Zwischendurch als Packungsbeilage: der Autor wurde noch nie gerügt; einmal gelangte er an den Presserat mit dem Anliegen, ein Mitglied des erlauchten Gremiums zu rügen, das sich ungehörig öffentlich geäussert hatte. Überraschungsfrei wurde auf die Beschwerde mit gewundener Begründung nicht eingetreten.

Aktuelle Beschwerde gegen den «Tages-Anzeiger»

Aber zurück in die Aktualität. Mit Entscheidung 70/2021 heisst der Presserat eine Beschwerde gegen den «Tages-Anzeiger» gut:

«Die Tamedia-Publikationen (Online und gedruckte Versionen) haben mit dem Artikel «Kesb-Gutachten: Umstrittener Gutachter in Bedrängnis» respektive «Verstoss gegen die Berufsordnung» gegen die Ziffern 1 (Wahrheit) und 3 (Anhören bei schweren Vorwürfen) der «Erklärung der Pflichten und Rechte der Journalistinnen und Journalisten» verstossen.»

In seiner Begründung macht das Gremium einen Spagat, den nur von der journalistischen Praxis losgelöste Elfenbeinturmbewohner hinkriegen. In dem inkriminierten Artikel sei ein Vorwurf zwar mit Verweis auf einen früheren Artikel belegt worden. Ist die Kritik also nicht neu, reiche «nach der Praxis des Presserates eine Zusammenfassung aus». Aber: «In diesem Fall liegen aber die Informationen, auf die sich der Artikel bezieht, viel zu weit zurück.»

Weit ist durchaus relativ; der Artikel Anfang Dezember 2020 bezog sich auf einen Vorgänger vom April 2019. Ganz abgesehen davon, dass der Vorwurf «überrissene Rechnungsstellung» inhaltlich richtig ist.

Weiter wurde dem Beschwerdeführer im Artikel vorgehalten, er biete «psychiatrische» Dienstleistungen an, ohne über die entsprechende Qualifikation zu verfügen. Auch dieser Vorwurf ist richtig, aber der Presserat hat zu bemängeln, dass dem KESB-Gutachter nicht explizit Gelegenheit gegeben wurde, dazu Stellung zu nehmen.

Also sei sowohl gegen die Wahrheitspflicht wie gegen die Pflicht zum Anhören bei schweren Vorwürfen verstossen worden. Dass im Artikel eine ganze Latte weiterer mit Zeugenaussagen unterlegter Vorwürfe erhoben wird, die ein gelinde gesagt problematisches Bild von der Persönlichkeit und dem Verhalten des Gutachters malen, also eine Gesamtbeurteilung zulassen, ist dem Presserat schnurz.

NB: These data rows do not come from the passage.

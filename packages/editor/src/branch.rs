//! # Branch-on-Write
//!
//! Hands field mutations a version they are allowed to write to.
//!
//! ```text
//! bound version is a draft? ──yes──▶ Current       (no remote writes)
//!          │ no
//!          ▼
//! another draft exists?     ──yes──▶ ExistingDraft (rebind, no branch)
//!          │ no
//!          ▼
//! create_branch(form)       ───────▶ Branched      (copy of the active)
//! ```
//!
//! In the last two cases the focus field id is reconciled into the new
//! version. The old version's fields are read before the branch is created,
//! so a failed read leaves nothing behind on the remote.

use crate::draft_resolver::DraftResolver;
use crate::reconciler::FieldReconciler;
use crate::version_store::VersionStore;
use crate::EditorError;
use formdraft_client::FormService;
use formdraft_schema::Field;
use std::sync::Arc;
use tracing::{info, instrument, warn};

/// How the writable version was obtained
#[derive(Debug, Clone, Copy, PartialEq, Eq)]
pub enum WriteTarget {
    /// The bound version was already the draft
    Current,
    /// Another draft existed and the caller was rebound to it
    ExistingDraft,
    /// A new draft was created from the active version
    Branched,
}

/// A version id that accepts field writes, plus the focus field's id in it
#[derive(Debug, Clone, PartialEq)]
pub struct WritableVersion {
    pub version_id: String,
    pub version: u32,
    /// `None` when no focus was given or it could not be reconciled
    pub field_id: Option<String>,
    pub target: WriteTarget,
    /// Fields of the newly bound version; `None` for [`WriteTarget::Current`]
    pub fields: Option<Vec<Field>>,
}

pub struct BranchCoordinator {
    store: VersionStore,
    service: Arc<dyn FormService>,
}

impl BranchCoordinator {
    pub fn new(service: Arc<dyn FormService>) -> Self {
        Self {
            store: VersionStore::new(service.clone()),
            service,
        }
    }

    pub fn store(&self) -> &VersionStore {
        &self.store
    }

    /// Make sure the next field write has a draft to land on.
    ///
    /// No remote writes happen when the current version is already a draft.
    /// Either a fully consistent result is returned or an error is, with no
    /// session-visible side effects in between.
    #[instrument(skip(self))]
    pub async fn ensure_writable_version(
        &self,
        form_id: &str,
        current_version_id: Option<&str>,
        focus_field_id: Option<&str>,
    ) -> Result<WritableVersion, EditorError> {
        let versions = self.store.list_versions(form_id).await?;
        let current = current_version_id.and_then(|id| versions.iter().find(|v| v.id == id));

        if let Some(current) = current.filter(|v| DraftResolver::is_writable(Some(*v))) {
            return Ok(WritableVersion {
                version_id: current.id.clone(),
                version: current.version,
                field_id: focus_field_id.map(str::to_string),
                target: WriteTarget::Current,
                fields: None,
            });
        }

        let old_fields = match (focus_field_id, current) {
            (Some(_), Some(current)) => Some(
                self.store
                    .get_version_detail(form_id, &current.id)
                    .await?
                    .fields,
            ),
            _ => None,
        };

        let resolution = DraftResolver::resolve(&versions);
        let (version_id, version, new_fields, target) = match resolution.draft {
            Some(draft) => {
                info!(draft_id = %draft.id, "Rebinding to the existing draft");
                let detail = self.store.get_version_detail(form_id, &draft.id).await?;
                (detail.id, detail.version, detail.fields, WriteTarget::ExistingDraft)
            }
            None => {
                let branched = self
                    .service
                    .create_branch(form_id)
                    .await
                    .map_err(|source| EditorError::BranchFailed {
                        form_id: form_id.to_string(),
                        source,
                    })?;
                info!(
                    from = ?current_version_id,
                    to = %branched.version_id,
                    version = branched.version,
                    "Branched a new draft"
                );
                (
                    branched.version_id,
                    branched.version,
                    branched.fields,
                    WriteTarget::Branched,
                )
            }
        };

        let field_id = match (focus_field_id, &old_fields) {
            (Some(focus), Some(old)) => {
                let mapped = FieldReconciler::reconcile(old, focus, &new_fields);
                if mapped.is_none() {
                    warn!(field_id = %focus, version_id = %version_id, "Focus field lost in the new draft");
                }
                mapped
            }
            _ => None,
        };

        Ok(WritableVersion {
            version_id,
            version,
            field_id,
            target,
            fields: Some(new_fields),
        })
    }
}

Die gemassregelte Autorin streut Asche auf ihr Haupt: «Ich nehme diese Kritik des Presserats ernst und habe den gerügten Satz im Online-Artikel angepasst.»

Presserat Richtung «Fairmedia» unterwegs

Leider geht der Presserat immer mehr den gleichen Weg wie «Fairmedia». Anstatt schwachen Medienopfern gratis zu helfen, macht sich dieser Verein zum Sprachrohr einer umstrittenen Persönlichkeit, die ihr eigenes Schicksal zum Geschäftsmodell weiterentwickelt hat. Seine bedauerliche Verirrung mussten wir schon mehrfach rügen.

Solche Urteile, Gegendarstellungen, Kritiken am manchmal über die Stränge schlagenden Rüpel-Journalismus sind dringend nötig und wertvoll. Damit sie aber ihre Bedeutung und Wirkung behalten, müssen die Richter darauf achten, ihren eigenen Ruf nicht zu verspielen. Denn nur daraus beziehen sie eine gewisse Autorität. Daher sind solche Stellungnahmen sehr bedauerlich.